Très remarquable aussi est le mode de représentation de ces planches : les places-fortes sont représentées en perspective axonométrique. Ce mode de représentation offre un avantage crucial par rapport à la perspective linéaire, dans la mesure où les plans au sol – qui sont d’une importance capitale dans l’art de fortifier – ne sont pas déformés. Par conséquent, il est plus facile de juger des potentialités défensives et offensives de chacun des plans en termes d’emplacements d’artillerie, d’axes de tir, d’angles morts, etc. Cela donne aussi la possibilité de prendre des mesures précises à partir de ces plans ; c’est pour cette raison que chaque planche possède une ligne d’échelle accompagnée d’explications sur l’unité de longueur utilisée. On notera que ces inscriptions sont toutes en flamand, bien que les pages de titre soient en français et en allemand (par exemple : « Dese linie is 100 passen; Van dese linien 10 maecken eenen passe van 3 voet »). Néanmoins, certaines de ces indications renvoient explicitement à des unités de mesure italiennes (« Dese Linie is 100 lanck na de mate van Rome; Dese Linie is 100 Trabuchi »), ce qui trahit l’origine italienne de ces plans ; nous y reviendrons. Il est remarquable que cette publication, quoique modeste et ne contenant pour ainsi dire aucun texte, parvienne à utiliser cinq langues (italien, flamand, français, allemand, latin). D’un certain point de vue, cette approche polyglotte est symptomatique du fait que l’architecture militaire était à cette époque une affaire internationale.
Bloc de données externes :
//! Encoding configuration shared by the encoder and the classifier.
//!
//! The values mirror the preprocessing used when the model was trained and
//! must not drift from it: a model trained on 100-wide rows with `-1`
//! sentinels will silently produce garbage on anything else.

use std::path::Path;

use serde::{Deserialize, Serialize};
use tracing::info;

use crate::error::ConfigError;

/// Encoded width used by the published DGA model.
pub const DEFAULT_MAX_LEN: usize = 100;

/// Sentinel written into unused positions.
pub const DEFAULT_PAD_VALUE: i64 = -1;

/// Highest ordinal accepted by the `reject` and `clamp` policies (ASCII).
pub const DEFAULT_MAX_ORDINAL: u32 = 127;

/// Which end of a sequence padding is added to, or truncation removes from.
#[derive(Debug, Clone, Copy, PartialEq, Eq, Serialize, Deserialize)]
#[serde(rename_all = "snake_case")]
pub enum Side {
    Pre,
    Post,
}

/// Handling of characters whose ordinal exceeds `max_ordinal`.
#[derive(Debug, Clone, Copy, PartialEq, Eq, Serialize, Deserialize)]
#[serde(rename_all = "snake_case")]
pub enum OrdinalPolicy {
    /// Emit the raw code point.
    PassThrough,
    /// Fail with [`EncodeError::Unrepresentable`](crate::EncodeError).
    Reject,
    /// Replace with `max_ordinal`.
    Clamp,
}

/// Preprocessing contract between raw domain strings and model input rows.
#[derive(Debug, Clone, PartialEq, Eq, Serialize, Deserialize)]
#[serde(default)]
pub struct EncodingConfig {
    pub max_len: usize,
    pub pad_value: i64,
    /// Where sentinels go for short domains. `post` keeps the domain at the
    /// start of the row.
    pub padding: Side,
    /// Which end is dropped for long domains. `pre` keeps the last
    /// `max_len` characters, so the TLD survives.
    pub truncating: Side,
    pub ordinals: OrdinalPolicy,
    pub max_ordinal: u32,
}

impl Default for EncodingConfig {
    fn default() -> Self {
        Self {
            max_len: DEFAULT_MAX_LEN,
            pad_value: DEFAULT_PAD_VALUE,
            padding: Side::Post,
            truncating: Side::Pre,
            ordinals: OrdinalPolicy::PassThrough,
            max_ordinal: DEFAULT_MAX_ORDINAL,
        }
    }
}

impl EncodingConfig {
    /// Load a configuration from a JSON file. Missing fields take defaults.
    pub fn from_json_file(path: &Path) -> Result<Self, ConfigError> {
        let text = std::fs::read_to_string(path).map_err(|source| ConfigError::Read {
            path: path.to_path_buf(),
            source,
        })?;
        let config: Self = serde_json::from_str(&text).map_err(|source| ConfigError::Parse {
            path: path.to_path_buf(),
            source,
        })?;
        config.validate()?;
        info!(path = %path.display(), max_len = config.max_len, "loaded encoding config");
        Ok(config)
    }

    pub fn validate(&self) -> Result<(), ConfigError> {
        if self.max_len == 0 {
            return Err(ConfigError::InvalidMaxLen);
        }
        Ok(())
    }
}
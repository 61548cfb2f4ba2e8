use std::iter::Peekable;

use owned_chars::OwnedChars;

use super::{LoxError, Token, TokenType};

pub struct Scanner {
    // Scratch pad for Tokens
    scratch: String,
    chars: Peekable<OwnedChars>,
    tokens: Vec<Token>,
    errors: Vec<LoxError>,
    line: usize,
}

impl Scanner {
    /// Creates a new `Scanner` that takes ownership of `source`.
    ///
    /// A `Scanner` is an encapsulated iterator over the characters of a
    /// single source unit. It is consumed by `scan_tokens`.
    #[must_use]
    pub fn new(source: String) -> Self {
        Scanner {
            // cautiously optimistic allocation
            scratch: String::with_capacity(1024),
            chars: OwnedChars::from_string(source).peekable(),
            tokens: Vec::new(),
            errors: Vec::new(),
            line: 1,
        }
    }

    /// Scans the whole source.
    ///
    /// Returns every token (always terminated by exactly one `Eof`) along with
    /// the lexical errors found on the way. An error never stops the scan.
    #[must_use]
    pub fn scan_tokens(mut self) -> (Vec<Token>, Vec<LoxError>) {
        while let Some(c) = self.advance() {
            self.scan_token(c);
            self.scratch.clear();
        }

        self.tokens
            .push(Token::new(TokenType::Eof, String::new(), self.line));

        (self.tokens, self.errors)
    }

    fn scan_token(&mut self, c: char) {
        match c {
            ' ' | '\r' | '\t' => {}
            '\n' => self.line += 1,
            '(' => self.add_token(TokenType::LeftParen),
            ')' => self.add_token(TokenType::RightParen),
            '{' => self.add_token(TokenType::LeftBrace),
            '}' => self.add_token(TokenType::RightBrace),
            ',' => self.add_token(TokenType::Comma),
            '.' => self.add_token(TokenType::Dot),
            '-' => self.add_token(TokenType::Minus),
            '+' => self.add_token(TokenType::Plus),
            ';' => self.add_token(TokenType::Semicolon),
            '*' => self.add_token(TokenType::Star),
            '!' => self.is_compound_equal_operator(TokenType::BangEqual, TokenType::Bang),
            '=' => self.is_compound_equal_operator(TokenType::EqualEqual, TokenType::Equal),
            '<' => self.is_compound_equal_operator(TokenType::LessEqual, TokenType::Less),
            '>' => self.is_compound_equal_operator(TokenType::GreaterEqual, TokenType::Greater),
            '/' => {
                if let Some('/') = self.peek() {
                    // The newline is left for the main loop so it gets counted.
                    while !matches!(self.peek(), None | Some('\n')) {
                        self.advance();
                    }
                } else {
                    self.add_token(TokenType::Slash);
                }
            }
            '"' => self.string(),
            c if c.is_ascii_digit() => self.number(),
            c if Scanner::is_alpha(c) => self.identifier(),
            _ => self.add_token(TokenType::Unrecognized),
        }
    }

    fn is_compound_equal_operator(&mut self, yes: TokenType, no: TokenType) {
        if let Some('=') = self.peek() {
            self.advance();
            self.add_token(yes);
        } else {
            self.add_token(no);
        };
    }

    fn identifier(&mut self) {
        while Scanner::is_alphanumeric(self.peek()) {
            self.advance();
        }

        self.add_token(TokenType::keyword_or_identifier(&self.scratch));
    }

    fn is_alpha(c: char) -> bool {
        c.is_ascii_alphabetic() || c == '_'
    }

    /// Adapter for Option<char>
    fn is_alphanumeric(c: Option<char>) -> bool {
        c.map_or(false, |c| Scanner::is_alpha(c) || c.is_ascii_digit())
    }

    /// Adapter for Option<char>
    fn is_digit(c: Option<char>) -> bool {
        c.map_or(false, |c| c.is_ascii_digit())
    }

    fn number(&mut self) {
        while Scanner::is_digit(self.peek()) {
            self.advance();
        }

        // `Peekable` can only see one character ahead, so the '.' is taken
        // first and handed back as its own token if no digit follows it.
        let mut trailing_dot = false;
        if let Some('.') = self.peek() {
            self.advance();

            if Scanner::is_digit(self.peek()) {
                while Scanner::is_digit(self.peek()) {
                    self.advance();
                }
            } else {
                self.scratch.pop();
                trailing_dot = true;
            }
        }

        match self.scratch.parse::<f64>() {
            Ok(n) => self.add_token(TokenType::Number(n)),
            Err(e) => self.errors.push(LoxError::FloatParseError(self.line, e)),
        }

        if trailing_dot {
            self.tokens
                .push(Token::new(TokenType::Dot, String::from("."), self.line));
        }
    }

    fn peek(&mut self) -> Option<char> {
        self.chars.peek().copied()
    }

    fn string(&mut self) {
        loop {
            match self.advance() {
                Some('"') => break,
                Some('\n') => self.line += 1,
                Some(_) => {}
                None => {
                    self.errors.push(LoxError::UnterminatedString(self.line));
                    return;
                }
            }
        }

        // scratch is '"' contents '"'
        let value = self.scratch[1..self.scratch.len() - 1].to_owned();
        self.add_token(TokenType::String(value));
    }

    fn advance(&mut self) -> Option<char> {
        self.chars.next().map(|c| {
            self.scratch.push(c);
            c
        })
    }

    fn add_token(&mut self, token: TokenType) {
        let value = String::from(&self.scratch);
        self.tokens.push(Token::new(token, value, self.line));
    }
}
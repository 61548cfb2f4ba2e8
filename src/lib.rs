//! `loxpr` is the library that powers the loxpr interpreter.
//!
//! `loxpr` evaluates single Lox expressions: arithmetic, comparison,
//! equality, string concatenation and logical not over numbers, strings,
//! booleans and `nil`. It is the front half of `jlox` and differs from it in
//! a number of ways namely:
//! - `loxpr` uses `std::result::Result` to report errors (`jlox` uses exceptions)
//! - `loxpr` uses an `Expr` sum type to represent expressions (`jlox` uses an
//!   abstract `Expr` class and specialized subclasses).
//! - `loxpr` matches on `Expr` in each consumer (`jlox` uses the visitor
//!   pattern)
//!
//! The pipeline is `Scanner` → `Parser` → `Interpreter`; [`run`] drives all
//! three and sends diagnostics to a [`Reporter`](crate::core::Reporter).
#![warn(clippy::pedantic)]

pub mod core;

use std::io::{self, Write};

use crate::core::{Interpreter, Object, Parser, Reporter, Scanner};

/// Runs one source unit through the whole pipeline.
///
/// Returns the value of the expression, or `None` if anything was reported.
/// Lexical errors are all reported and parsing still happens, so a syntax
/// error further along shows up in the same run; evaluation only happens if
/// nothing was reported at all.
///
/// # Errors
///
/// Only if writing to the reporter fails.
pub fn run<W: Write>(source: String, reporter: &mut Reporter<W>) -> io::Result<Option<Object>> {
    let (tokens, errors) = Scanner::new(source).scan_tokens();
    for error in &errors {
        reporter.report(error)?;
    }

    let expr = match Parser::new(tokens).parse() {
        Ok(expr) => expr,
        Err(e) => {
            reporter.report(&e)?;
            return Ok(None);
        }
    };

    if reporter.had_error() {
        return Ok(None);
    }

    match Interpreter::new().interpret(&expr) {
        Ok(value) => Ok(Some(value)),
        Err(e) => {
            reporter.report(&e)?;
            Ok(None)
        }
    }
}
On ne sait pas grand-chose ni sur l’auteur, ni sur l’audience recueillie par son livre, qui ne comporte pas de dédicace, ambitionnant simplement de se dédier « à l’instruction et utilité des amateurs d’architecture ». Par ailleurs, l’auteur se qualifie lui-même d’« ingenieur et geographe inventor », sans revendiquer le titre d’architecte. Hans van Schille fut sans aucun doute une figure importante dans le milieu artistique des Pays-Bas au XVIe siècle, mais sa vie et son œuvre ne sont que pauvrement documentées, et n’ont pas reçu une grande attention de la part des chercheurs. Son prénom est probablement Johannes, qui peut être abrégé sous les formes Hans ou Jan (Jean). Il est connu sous les noms latins de « Ioannes a Schilde » (sur les cartes de de Jode) ou « Ioannes Scillius » (dans l’Itinerarium d’Ortelius). Dans d’autres documents, par exemples les comptes de la ville d’Anvers, il est souvent nommé « Jan Van Scilde » ou « Jan Van Schille », alors que visiblement lui-même préférait la forme « Hans Van Schille », sur le frontispice de son traité ou dans l’Album amicorum de Vivianus. Certains chercheurs l’ont nommé « Jean Schilde », mais la forme la plus courante est « Hans Van Schille ». Il n’est pas douteux que toutes ces dénominations concernent la même personne. Il faut ajouter, toutefois, que les sources mentionnent aussi un certain « maître Hans », qui travailla comme ingénieur sur les fortifications d’Anvers autour de 1580, parmi d’autres au service d’Alexandre Farnèse ; mais ce « maître Hans » était probablement une autre personne, peut-être l’ingénieur Hans Snoeck.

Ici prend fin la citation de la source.